Why a 3,000-year-old book will outlast this year's bestseller — and what that means for everything you do.

Power laws · Survival distributions · Practical heuristics

Chapter 1

The Deli Where Ideas Go to Die

Here is a fact that should unsettle you: a book that has been in print for two hundred years is more likely to still be in print in fifty years than a book published last Tuesday. Not because old books are better — many of them are terrible — but because survival is information.

The comedians who figured this out weren't trying to do mathematics. They were trying to eat cheesecake.

In the early 1960s, a pack of New York comics — the kind who smelled like cigarettes and thought in one-liners — had a ritual. After their sets, they'd squeeze into Lindy's delicatessen on Broadway, a joint famous for two things: cheesecake that could stop your heart and arguments that could restart it. The question on the table, most nights, was: which TV shows would survive?1

Their heuristic was wonderfully perverse. They didn't ask "Is this show good?" — they'd seen too many good shows die. They didn't check the ratings — they'd seen high-rated shows vanish overnight. They asked: How long has it already been on?

A show that had survived one season would probably last about one more. A show that had survived ten seasons? That monster was going to run for another ten. The past predicted the future — but backwards from how your statistics professor would expect. The longer a thing had lasted, the longer it was expected to continue lasting.
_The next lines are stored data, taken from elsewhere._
#[test]
fn snapshot_round_trips_through_apply() {
    let pipeline = pipeline();
    pipeline.add_sink(MemorySink::new("mem")).unwrap();
    pipeline.set_level(Level::Debug).unwrap();
    pipeline.set_execution_middleware("mem", catalog::THREAD_POOL).unwrap();
    pipeline.set_format_middleware("mem", catalog::JSON).unwrap();

    let json = pipeline.snapshot().to_json().unwrap();
    let restored = Pipeline::new(PipelineConfig::from_json(&json).unwrap()).unwrap();
    assert_eq!(restored.level(), Level::Debug);
    assert_eq!(restored.middleware("mem", Stage::Execution), catalog::THREAD_POOL);
    assert_eq!(restored.middleware("mem", Stage::Format), catalog::JSON);
    assert_eq!(restored.middleware("mem", Stage::Collect), catalog::PASS_THROUGH);

    let sink = MemorySink::new("mem");
    restored.add_sink(sink.clone()).unwrap();
    restored.logger("restored").debug("hello", &[]);
    restored.flush();
    assert_eq!(sink.len(), 1);
}

#[test]
fn apply_checks_every_name_first() {
    let pipeline = pipeline();
    let mut config = PipelineConfig {
        level: Level::Error,
        ..Default::default()
    };
    config.sinks.entry("a".into()).or_default().set(Stage::Execution, catalog::THREAD_POOL);
    config.sinks.entry("b".into()).or_default().set(Stage::Filter, "nonsense");

    assert!(pipeline.apply(&config).is_err());
    assert_eq!(pipeline.level(), Level::Info);
    assert_eq!(pipeline.middleware("a", Stage::Execution), catalog::SYNC);
}

#[test]
fn apply_rolls_back_when_a_later_stage_fails_to_build() {
    let pipeline = pipeline();
    let errors = capture(pipeline.errors());
    let a = MemorySink::new("a");
    pipeline.add_sink(a.clone()).unwrap();
    pipeline.add_sink(MemorySink::new("b")).unwrap();
    pipeline.register_execution("broken", |_| {
        Err(PipelineError::ConfigurationRejected("no threads left".into()))
    });
    let before = pipeline.snapshot();

    let mut config = PipelineConfig {
        level: Level::Error,
        ..Default::default()
    };
    let stages = config.sinks.entry("a".into()).or_default();
    stages.set(Stage::Collect, catalog::CONCURRENT);
    stages.set(Stage::Format, catalog::JSON);
    config.sinks.entry("b".into()).or_default().set(Stage::Execution, "broken");

    let err = pipeline.apply(&config).unwrap_err();
    assert!(matches!(err, PipelineError::ConfigurationRejected(_)));
    assert_eq!(pipeline.level(), Level::Info);
    assert_eq!(pipeline.middleware("a", Stage::Collect), catalog::PASS_THROUGH);
    assert_eq!(pipeline.middleware("a", Stage::Format), catalog::TEXT);
    assert_eq!(pipeline.middleware("b", Stage::Execution), catalog::SYNC);
    assert_eq!(pipeline.snapshot(), before);
    assert_eq!(errors.lock().unwrap().len(), 1);

    pipeline.logger("after").info("plain {N}", log_args![1]);
    assert_eq!(a.messages(), ["plain 1"]);
    assert!(a.lines()[0].ends_with("INFO  after: plain 1"));
}

#[test]
fn flush_reaches_the_sink() {
    let pipeline = pipeline();
    let sink = MemorySink::new("mem");
    pipeline.add_sink(sink.clone()).unwrap();
    pipeline.flush();
    pipeline.logger("f").flush();
    assert_eq!(sink.flush_count(), 2);
}

/// Reads the live configuration from inside `log`.
struct Inspecting {
    registry: Arc<PipelineRegistry>,
    seen: Arc<Mutex<Vec<String>>>,
}

impl Sink for Inspecting {
    fn name(&self) -> &str {
        "inspecting"
    }

    fn log(&self, batch: &LogBatch<'_>) -> Result<(), SinkError> {
        let collect = self.registry.middleware("inspecting", Stage::Collect);
        let snapshot = self.registry.snapshot();
        assert_eq!(snapshot.sinks["inspecting"].collect.as_deref(), Some(collect.as_str()));
        let mut seen = self.seen.lock().unwrap();
        seen.extend(batch.records().iter().map(|_| collect.clone()));
        Ok(())
    }
}

#[test]
fn sinks_can_read_the_configuration_while_a_stage_drains() {
    let pipeline = Arc::new(pipeline());
    let seen = Arc::new(Mutex::new(Vec::new()));
    pipeline
        .add_sink(Inspecting {
            registry: Arc::clone(pipeline.registry()),
            seen: Arc::clone(&seen),
        })
        .unwrap();
    pipeline.set_collect_middleware("inspecting", catalog::TIMER).unwrap();
    let log = pipeline.logger("drain");
    for i in 0..3 {
        log.info("{I}", log_args![i]);
    }

    // Switching drains the pending timer batch into the sink.
    let (done_tx, done_rx) = mpsc::channel();
    let switching = Arc::clone(&pipeline);
    thread::spawn(move || {
        let outcome = switching.set_collect_middleware("inspecting", catalog::CONCURRENT);
        let _ = done_tx.send(outcome.is_ok());
    });
    assert_eq!(done_rx.recv_timeout(Duration::from_secs(5)), Ok(true));
    assert_eq!(*seen.lock().unwrap(), [catalog::CONCURRENT; 3]);
}

/// Blocks in its first `log` until released, then looks up a new logger.
struct Reentrant {
    pipeline: Arc<OnceCell<Weak<Pipeline>>>,
    entered: Mutex<Option<mpsc::Sender<()>>>,
    release: Mutex<mpsc::Receiver<()>>,
}

impl Sink for Reentrant {
    fn name(&self) -> &str {
        "reentrant"
    }

    fn log(&self, _batch: &LogBatch<'_>) -> Result<(), SinkError> {
        let entered = self.entered.lock().unwrap().take();
        if let Some(entered) = entered {
            let _ = entered.send(());
            let _ = self.release.lock().unwrap().recv_timeout(Duration::from_secs(5));
            if let Some(pipeline) = self.pipeline.get().and_then(Weak::upgrade) {
                pipeline.logger("looked-up-from-a-sink");
            }
        }
        Ok(())
    }
}

#[test]
fn retrofitting_does_not_block_sinks_that_look_up_loggers() {
    let pipeline = Arc::new(
        Pipeline::new(PipelineConfig {
            late_sinks: LateSinkPolicy::Retrofit,
            ..Default::default()
        })
        .unwrap(),
    );
    let handle = Arc::new(OnceCell::new());
    let (entered_tx, entered_rx) = mpsc::channel();
    let (release_tx, release_rx) = mpsc::channel();
    pipeline
        .add_sink(Reentrant {
            pipeline: Arc::clone(&handle),
            entered: Mutex::new(Some(entered_tx)),
            release: Mutex::new(release_rx),
        })
        .unwrap();
    let _ = handle.set(Arc::downgrade(&pipeline));
    let log = pipeline.logger("hot");

    let (done_tx, done_rx) = mpsc::channel();
    let logging = {
        let log = Arc::clone(&log);
        let done = done_tx.clone();
        thread::spawn(move || {
            log.info("first", log_args![]);
            let _ = done.send("logged");
        })
    };
    entered_rx.recv_timeout(Duration::from_secs(5)).unwrap();
    let adding = {
        let pipeline = Arc::clone(&pipeline);
        thread::spawn(move || {
            pipeline.add_sink(MemorySink::new("late")).unwrap();
            let _ = done_tx.send("added");
        })
    };
    thread::sleep(Duration::from_millis(100));
    release_tx.send(()).unwrap();

    let mut finished = vec![
        done_rx.recv_timeout(Duration::from_secs(5)).unwrap(),
        done_rx.recv_timeout(Duration::from_secs(5)).unwrap(),
    ];
    finished.sort();
    assert_eq!(finished, ["added", "logged"]);
    logging.join().unwrap();
    adding.join().unwrap();
    assert_eq!(log.sink_names(), ["reentrant", "late"]);
}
This was not nostalgia. These were hard men who'd watched hundreds of careers ignite and disappear. They'd developed, through sheer professional cynicism, a genuinely deep theory of survival. The columnist Albert Goldman wrote it up in The New Republic in 1964, and the idea entered intellectual circulation — where it would wait, patiently, for mathematicians to notice it was true.

The cheesecake was good. The epistemology was better.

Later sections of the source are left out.